L’argument est mince : un homme fait deux séjours de trois mois hors de France, le premier dans une ville qui ressemble à Buenos Aires, le deuxième sans doute à Istanbul. Multiplication de noms de rues, de cafés, de pâtisseries et d’expressions locales, histoire de bien faire comprendre au lecteur que le narrateur se trouve en pays étranger, littéralement dépaysé.

Ce narrateur a fui un drame, et sans être vraiment futé le lecteur comprend que ses deux enfants sont morts et sa femme aussi, peut-être, on nous donnera la solution à la fin du court roman. Roman ?

La première partie utilise le pronom qui n’a rien de personnel dans le cas présent « il » pour une nécessaire mise à distance dans le temps et l’espace. La deuxième utilise le pronom un peu plus personnel et agressif « tu » pour indiquer le rapprochement spatial et temporel. À noter que l’auteur a sans doute hésité à changer de pronom, page 107 un changement oublié semble l’attester : « Il avait emmené une ou deux fois ta mère marcher sur les plages portugaises auxquelles il avait rêvé enfant, mais c’était avant que sa sœur et toi soient là ».

Des miettes biographiques : le narrateur a une sœur, il a eu des enfants, une femme, il a fait la guerre au Liban.

L’écriture est belle, très léchée, parfois un peu trop :

Le goutte à goutte de ton désespoir.

Ton cœur porte le tanin de cette musique.
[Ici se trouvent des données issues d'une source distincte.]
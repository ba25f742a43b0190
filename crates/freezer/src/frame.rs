//! The batch file format.
//!
//! A batch is a run of records, each a little-endian `u32` length followed
//! by that many payload bytes, terminated by a zero length. Nothing may
//! follow the terminator; a zero-length record is therefore unrepresentable
//! and the sink rejects empty messages.

use std::io::{self, Read, Write};
use std::path::PathBuf;

use store::WriteCloser;

use crate::error::SourceError;

/// The end-of-batch marker: a record length of zero.
const SENTINEL: [u8; 4] = [0, 0, 0, 0];

/// Writes records into one batch stream.
pub(crate) struct FrameWriter {
    inner: Box<dyn WriteCloser>,
}

impl FrameWriter {
    pub(crate) fn new(inner: Box<dyn WriteCloser>) -> Self {
        Self { inner }
    }

    /// Appends one record.
    pub(crate) fn write_frame(&mut self, payload: &[u8]) -> io::Result<()> {
        let len = u32::try_from(payload.len()).map_err(|_| {
            io::Error::new(
                io::ErrorKind::InvalidInput,
                "message does not fit in a 32-bit record",
            )
        })?;
        self.inner.write_all(&len.to_le_bytes())?;
        self.inner.write_all(payload)
    }

    /// Terminates the batch and commits the stream.
    pub(crate) fn close(self) -> io::Result<()> {
        let Self { mut inner } = self;
        inner.write_all(&SENTINEL)?;
        inner.close()
    }
}

/// One step of reading a batch stream.
#[derive(Debug)]
pub(crate) enum ReadOutcome {
    /// A complete record payload.
    Frame(Vec<u8>),
    /// The terminator was read and the stream ended cleanly behind it.
    EndOfBatch,
    /// The stream ended cleanly where the next length prefix would start:
    /// the batch is still being written.
    Pending,
}

/// Reads records from one batch stream.
///
/// The reader tolerates a growing stream: a clean EOF in place of a length
/// prefix reports [`ReadOutcome::Pending`] and the next call resumes from
/// the same position.
pub(crate) struct FrameReader {
    inner: Box<dyn Read + Send>,
    path: PathBuf,
}

impl FrameReader {
    pub(crate) fn new(inner: Box<dyn Read + Send>, path: PathBuf) -> Self {
        Self { inner, path }
    }

    pub(crate) fn read_frame(&mut self) -> Result<ReadOutcome, SourceError> {
        let mut len_bytes = [0u8; 4];
        match read_until_eof(self.inner.as_mut(), &mut len_bytes) {
            Ok(0) => return Ok(ReadOutcome::Pending),
            Ok(n) if n == len_bytes.len() => {}
            Ok(_) => return Err(SourceError::ReadLength("unexpected EOF".to_owned())),
            Err(e) => return Err(SourceError::ReadLength(cause(&e))),
        }

        let len = u32::from_le_bytes(len_bytes);
        if len == 0 {
            return self.confirm_end_of_batch();
        }

        let mut payload = vec![0u8; len as usize];
        if let Err(e) = self.inner.read_exact(&mut payload) {
            return Err(SourceError::ReadPayload {
                path: self.path.display().to_string(),
                len,
                cause: cause(&e),
            });
        }
        Ok(ReadOutcome::Frame(payload))
    }

    /// After the terminator the stream must end; any further byte (or read
    /// failure) means the file was not produced by the sink.
    fn confirm_end_of_batch(&mut self) -> Result<ReadOutcome, SourceError> {
        let mut probe = [0u8; 1];
        loop {
            match self.inner.read(&mut probe) {
                Ok(0) => return Ok(ReadOutcome::EndOfBatch),
                Err(e) if e.kind() == io::ErrorKind::Interrupted => {}
                _ => return Err(SourceError::ReadPastEndMarker),
            }
        }
    }
}

/// Fills `buf` from `r`, stopping early at EOF. Returns the bytes read.
fn read_until_eof<R: Read + ?Sized>(r: &mut R, buf: &mut [u8]) -> io::Result<usize> {
    let mut filled = 0;
    while filled < buf.len() {
        match r.read(&mut buf[filled..]) {
            Ok(0) => break,
            Ok(n) => filled += n,
            Err(e) if e.kind() == io::ErrorKind::Interrupted => {}
            Err(e) => return Err(e),
        }
    }
    Ok(filled)
}

/// Renders a read failure the way the diagnostics expect it.
fn cause(e: &io::Error) -> String {
    if e.kind() == io::ErrorKind::UnexpectedEof {
        "unexpected EOF".to_owned()
    } else {
        e.to_string()
    }
}
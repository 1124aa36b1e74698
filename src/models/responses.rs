use serde::{Deserialize, Serialize};

/// Body of a successful signup/unregister.
#[derive(Debug, Clone, PartialEq, Eq, Serialize, Deserialize)]
pub struct MessageResponse {
    pub message: String,
}

impl MessageResponse {
    pub fn new(message: impl Into<String>) -> Self {
        Self {
            message: message.into(),
        }
    }
}

/// Body of every error response.
#[derive(Debug, Clone, PartialEq, Eq, Serialize, Deserialize)]
pub struct ErrorDetail {
    pub detail: String,
}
Tu es revenu tard dans ta vie. Un homme ne peut pas aller vite sur ce chemin-là. Il accomplit de petits pas.

La troisième partie nous explique les raisons de ces voyages, mais la noirceur désespérée, Le mal que l’on se fait et qu’on fait aux autres par bêtise et préjugés, ne suffisent pas à faire un livre que l’on aurait envie de conseiller. L’intention est louable : qui  regarde au fond de soi, trouve de ces attitudes inconscientes et perverses qui peuvent gâcher la vie de nos proches, mais j’avoue que ce livre m’a laissée froide sinon ennuyée.